## Collected data entries
○ ○ ○ ○ ○ ○ ○

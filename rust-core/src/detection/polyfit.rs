//! Least-squares polynomial baseline
//!
//! Fits y[i] against the window-relative index mapped onto [-1, 1], which
//! keeps the normal equations well conditioned for the low degrees used
//! for detrending.

use ndarray::{Array1, Array2, ArrayView1};

/// Relative pivot size below which the normal equations count as singular
const SINGULAR_PIVOT: f64 = 1e-12;

/// Fitted polynomial over a window of `len` samples
#[derive(Debug, Clone, PartialEq)]
pub struct PolynomialFit {
    /// Coefficients c[k] of x^k, lowest order first
    coefficients: Vec<f64>,
    len: usize,
}

impl PolynomialFit {
    /// Least-squares fit of `degree` to `values`
    ///
    /// # Returns
    /// `None` if the fit is underdetermined (fewer than `degree + 1`
    /// samples) or the normal equations are singular
    pub fn fit(values: &[f64], degree: usize) -> Option<Self> {
        let len = values.len();
        let terms = degree + 1;
        if len < terms {
            return None;
        }

        let mut vandermonde = Array2::<f64>::zeros((len, terms));
        for (i, mut row) in vandermonde.rows_mut().into_iter().enumerate() {
            let x = abscissa(i, len);
            let mut power = 1.0;
            for k in 0..terms {
                row[k] = power;
                power *= x;
            }
        }

        let y = ArrayView1::from(values);
        let normal = vandermonde.t().dot(&vandermonde);
        let rhs = vandermonde.t().dot(&y);
        let coefficients = solve(normal, rhs)?;

        Some(Self {
            coefficients: coefficients.to_vec(),
            len,
        })
    }

    pub fn coefficients(&self) -> &[f64] {
        &self.coefficients
    }

    pub fn degree(&self) -> usize {
        self.coefficients.len() - 1
    }

    /// Value of the fit at window index `i`
    pub fn value_at(&self, i: usize) -> f64 {
        let x = abscissa(i, self.len);
        self.coefficients.iter().rev().fold(0.0, |acc, &c| acc * x + c)
    }

    /// Fit evaluated at every sample of the window
    pub fn evaluate(&self) -> Vec<f64> {
        (0..self.len).map(|i| self.value_at(i)).collect()
    }
}

/// Window index `i` of `len` mapped onto [-1, 1]
fn abscissa(i: usize, len: usize) -> f64 {
    if len <= 1 {
        0.0
    } else {
        2.0 * i as f64 / (len - 1) as f64 - 1.0
    }
}

/// Gaussian elimination with partial pivoting
fn solve(mut a: Array2<f64>, mut b: Array1<f64>) -> Option<Array1<f64>> {
    let n = b.len();
    let scale = a.iter().fold(0.0f64, |m, v| m.max(v.abs())).max(f64::MIN_POSITIVE);

    for col in 0..n {
        let pivot = (col..n).max_by(|&r1, &r2| a[[r1, col]].abs().total_cmp(&a[[r2, col]].abs()))?;
        if a[[pivot, col]].abs() < SINGULAR_PIVOT * scale {
            return None;
        }
        if pivot != col {
            for k in 0..n {
                a.swap([pivot, k], [col, k]);
            }
            b.swap(pivot, col);
        }

        for row in (col + 1)..n {
            let factor = a[[row, col]] / a[[col, col]];
            if factor == 0.0 {
                continue;
            }
            for k in col..n {
                a[[row, k]] -= factor * a[[col, k]];
            }
            b[row] -= factor * b[col];
        }
    }

    let mut x = Array1::<f64>::zeros(n);
    for row in (0..n).rev() {
        let tail: f64 = ((row + 1)..n).map(|k| a[[row, k]] * x[k]).sum();
        x[row] = (b[row] - tail) / a[[row, row]];
    }
    Some(x)
}

#[cfg(test)]
mod tests {
    use super::*;

    #[test]
    fn test_fit_recovers_line() {
        let values: Vec<f64> = (0..11).map(|i| 3.0 + 0.5 * i as f64).collect();
        let fit = PolynomialFit::fit(&values, 1).unwrap();
        for (fitted, expected) in fit.evaluate().iter().zip(&values) {
            assert!((fitted - expected).abs() < 1e-10);
        }
        assert_eq!(fit.degree(), 1);
    }

    #[test]
    fn test_fit_recovers_cubic() {
        let values: Vec<f64> = (0..40)
            .map(|i| {
                let x = i as f64;
                -20.0 + 0.1 * x - 0.004 * x * x + 0.00005 * x * x * x
            })
            .collect();
        let fit = PolynomialFit::fit(&values, 3).unwrap();
        for (fitted, expected) in fit.evaluate().iter().zip(&values) {
            assert!((fitted - expected).abs() < 1e-9);
        }
    }

    #[test]
    fn test_constant_fit_is_mean() {
        let values = [1.0, 2.0, 3.0, 6.0];
        let fit = PolynomialFit::fit(&values, 0).unwrap();
        assert!((fit.value_at(2) - 3.0).abs() < 1e-12);
    }

    #[test]
    fn test_underdetermined_fit() {
        assert!(PolynomialFit::fit(&[1.0, 2.0], 2).is_none());
        assert!(PolynomialFit::fit(&[], 0).is_none());
    }

    #[test]
    fn test_exactly_determined_fit_interpolates() {
        let values = [1.0, -1.0, 4.0];
        let fit = PolynomialFit::fit(&values, 2).unwrap();
        for (i, v) in values.iter().enumerate() {
            assert!((fit.value_at(i) - v).abs() < 1e-10);
        }
    }
}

○ ○ ○ ○ ○ ○ ○

## Exercise
Write out exactly the lines above between the line with "[-1, 1], which" and the line with "let y = ArrayView1::from(values);", inclusive, and nothing beyond them.

## Task result
//! Fits y[i] against the window-relative index mapped onto [-1, 1], which
//! keeps the normal equations well conditioned for the low degrees used
//! for detrending.

use ndarray::{Array1, Array2, ArrayView1};

/// Relative pivot size below which the normal equations count as singular
const SINGULAR_PIVOT: f64 = 1e-12;

/// Fitted polynomial over a window of `len` samples
#[derive(Debug, Clone, PartialEq)]
pub struct PolynomialFit {
    /// Coefficients c[k] of x^k, lowest order first
    coefficients: Vec<f64>,
    len: usize,
}

impl PolynomialFit {
    /// Least-squares fit of `degree` to `values`
    ///
    /// # Returns
    /// `None` if the fit is underdetermined (fewer than `degree + 1`
    /// samples) or the normal equations are singular
    pub fn fit(values: &[f64], degree: usize) -> Option<Self> {
        let len = values.len();
        let terms = degree + 1;
        if len < terms {
            return None;
        }

        let mut vandermonde = Array2::<f64>::zeros((len, terms));
        for (i, mut row) in vandermonde.rows_mut().into_iter().enumerate() {
            let x = abscissa(i, len);
            let mut power = 1.0;
            for k in 0..terms {
                row[k] = power;
                power *= x;
            }
        }

        let y = ArrayView1::from(values);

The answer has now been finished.